Gerald Ford
Der Präsident, der nie gewählt wurde
27.12.2006
Zwei Skandale brachten Ford ins Weiße Haus. Er war ein Mann des Übergangs in einer innenpolitisch schwierigen Zeit
Er hatte nie den Ehrgeiz, Präsident zu werden - und doch gelangte Gerald Ford am 9. August 1974 in das höchste politische Amt der Vereinigten Staaten. Bemerkenswert daran ist, dass sich Ford dazu als bisher einziger Präsident in der Geschichte der USA nicht den Wählern gestellt hat, weder als Kandidat für das Präsidentenamt noch für das des Vizepräsidenten.
Ford wurde nie gewählt
Den Einzug ins Weiße Haus verdankte
Ford zwei Skandalen: Im Oktober 1973 berief ihn der damalige Präsident
Richard Nixon zum Nachfolger des zurückgetretenen Vizepräsidenten Spiro
Agnew. Der hatte seinen Hut genommen, nachdem gegen ihn ein
Ermittlungsverfahren wegen Bestechung und Steuerhinterziehung eingeleitet
worden war. Nur zehn Monate später fiel Ford dann das Präsidentenamt zu,
nachdem Nixon wegen der Watergate-Affäre zurückgetreten war. Nixon kam damit
einer drohenden Amtsenthebung durch den Kongress zuvor. Wegen der Umstände,
die ihn ins Weiße Haus brachten, wurde Ford auch als "Zufallspräsident"
bezeichnet.
"Weiße Weste" gegen Watergate
Ford galt gemeinhin
als der "nette Nachbar von nebenan". Er saß bis zu seiner Berufung zum
Vizepräsidenten über 20 Jahre als Abgeordneter der Republikanischen Partei
im Repräsentantenhaus, seit 1965 war er Fraktionsvorsitzender.

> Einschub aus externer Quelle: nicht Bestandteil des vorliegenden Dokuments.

//! Clipboard and drag-and-drop payloads
//!
//! A payload is a detached bundle of items. Node items are arena-independent
//! fragments, so pasting or dropping always creates fresh nodes in the
//! target document.

use serde::{Deserialize, Serialize};

use scene_graph::NodeFragment;

/// One dragged or copied item
#[derive(Debug, Clone, PartialEq, Serialize, Deserialize)]
#[serde(tag = "kind", content = "data", rename_all = "snake_case")]
pub enum PayloadItem {
    /// A scene subtree
    Node(NodeFragment),
    /// Data from outside the editor (file names, text, ...)
    Foreign(String),
}

/// An ordered bundle of items
#[derive(Debug, Clone, Default, PartialEq, Serialize, Deserialize)]
pub struct Payload {
    items: Vec<PayloadItem>,
}

impl Payload {
    pub fn new() -> Self {
        Self::default()
    }

    pub fn push(&mut self, item: PayloadItem) {
        self.items.push(item);
    }

    pub fn items(&self) -> &[PayloadItem] {
        &self.items
    }

    pub fn len(&self) -> usize {
        self.items.len()
    }

    pub fn is_empty(&self) -> bool {
        self.items.is_empty()
    }

    /// Node fragments, or `None` if any item is not a node
    pub fn fragments(&self) -> Option<Vec<&NodeFragment>> {
        self.items
            .iter()
            .map(|item| match item {
                PayloadItem::Node(fragment) => Some(fragment),
                PayloadItem::Foreign(_) => None,
            })
            .collect()
    }

    /// True iff the payload is non-empty and every item is a node
    pub fn is_insertable(&self) -> bool {
        !self.items.is_empty() && self.fragments().is_some()
    }

    /// Clipboard interchange form
    pub fn to_json(&self) -> serde_json::Result<String> {
        serde_json::to_string(self)
    }

    pub fn from_json(json: &str) -> serde_json::Result<Self> {
        serde_json::from_str(json)
    }
}

impl From<NodeFragment> for Payload {
    fn from(fragment: NodeFragment) -> Self {
        Self {
            items: vec![PayloadItem::Node(fragment)],
        }
    }
}

impl FromIterator<NodeFragment> for Payload {
    fn from_iter<I: IntoIterator<Item = NodeFragment>>(iter: I) -> Self {
        Self {
            items: iter.into_iter().map(PayloadItem::Node).collect(),
        }
    }
}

In dieser
Position erwarb sich Ford den Ruf eines integeren, ausgleichenden
Politikers. Die Bundeskriminalpolizei FBI bescheinigte ihm bei der
Überprüfung eine "blütenweiße Weste". Er schien damit genau der rechte Mann,
um dem Präsidentenamt, das in den Wirren der Watergate-Affäre schwer
gelitten hatte, wieder Ansehen zu verschaffen.
Amnesie für Nixon und Veto-Rekord
Schon wenige Wochen nach
Fords Amtsantritt kam es jedoch zu einer ersten Kontroverse, als der
Präsident seinem Vorgänger Nixon Amnestie für jegliches strafbare Verhalten
während dessen Amtszeit gewährte. Auch später gab es immer wieder Konflikte
mit dem Kongress. Allein im ersten Amtsjahr legte Ford gegen 36
Gesetzentwürfe des Parlaments sein Veto ein und brach damit den bis dahin
gehaltenen Rekord von Präsident Harry Truman, der es auf 25 Vetos brachte.
Vietnam
Außenpolitisch setzte Ford die Entspannungspolitik Nixons
fort. Garant dafür war Außenminister Henry Kissinger. In Fords Amtszeit fiel
die Unterzeichnung der Schlussakte der Konferenz für Sicherheit und
Zusammenarbeit in Europa (KSZE) im Juli 1975 in Helsinki (heute:
Organisation für Sicherheit und Zusammenarbeit in Europa/OSZE). Mit der
Flucht der letzten US-Soldaten aus Saigon nach dem Einmarsch
nordvietnamesischer Truppen in die Hauptstadt des damaligen Südvietnams
endete im April 1975 nach über zehn Jahren für die USA auch der
Vietnamkrieg, der die amerikanische Nation tief gespalten hatte.
Erste Wahl: Verloren
Ford war nur knapp zweieinhalb Jahre im Amt.
Bei der Wahl 1976 unterlag er seinem demokratischen Herausforderer Jimmy
Carter. Nach dem Ausscheiden aus dem Präsidentenamt 1977 wandte sich Ford
der Wirtschaft zu. Der 38. Präsident der USA wurde am 14. Juli 1913 in Omaha
im Staat Nebraska als Leslie King geboren. Seinen späteren Namen erhielt er
1916 von dem Farbenfabrikanten Gerald Rudolph Ford sen., der in jenem Jahr
Fords geschiedene Mutter heiratete und ihn adoptierte.
Attentate
Ford war das letzte noch lebende ehemalige Mitglied der
so genannten Warren-Kommission, die die Hintergründe der Ermordung von
Präsident John F. Kennedy im November 1963 untersuchte. Als Präsident
entging Ford selbst im September 1975 zwei Mordanschlägen. Zwei Frauen
hatten im Abstand weniger Tage versucht, ihn zu erschießen.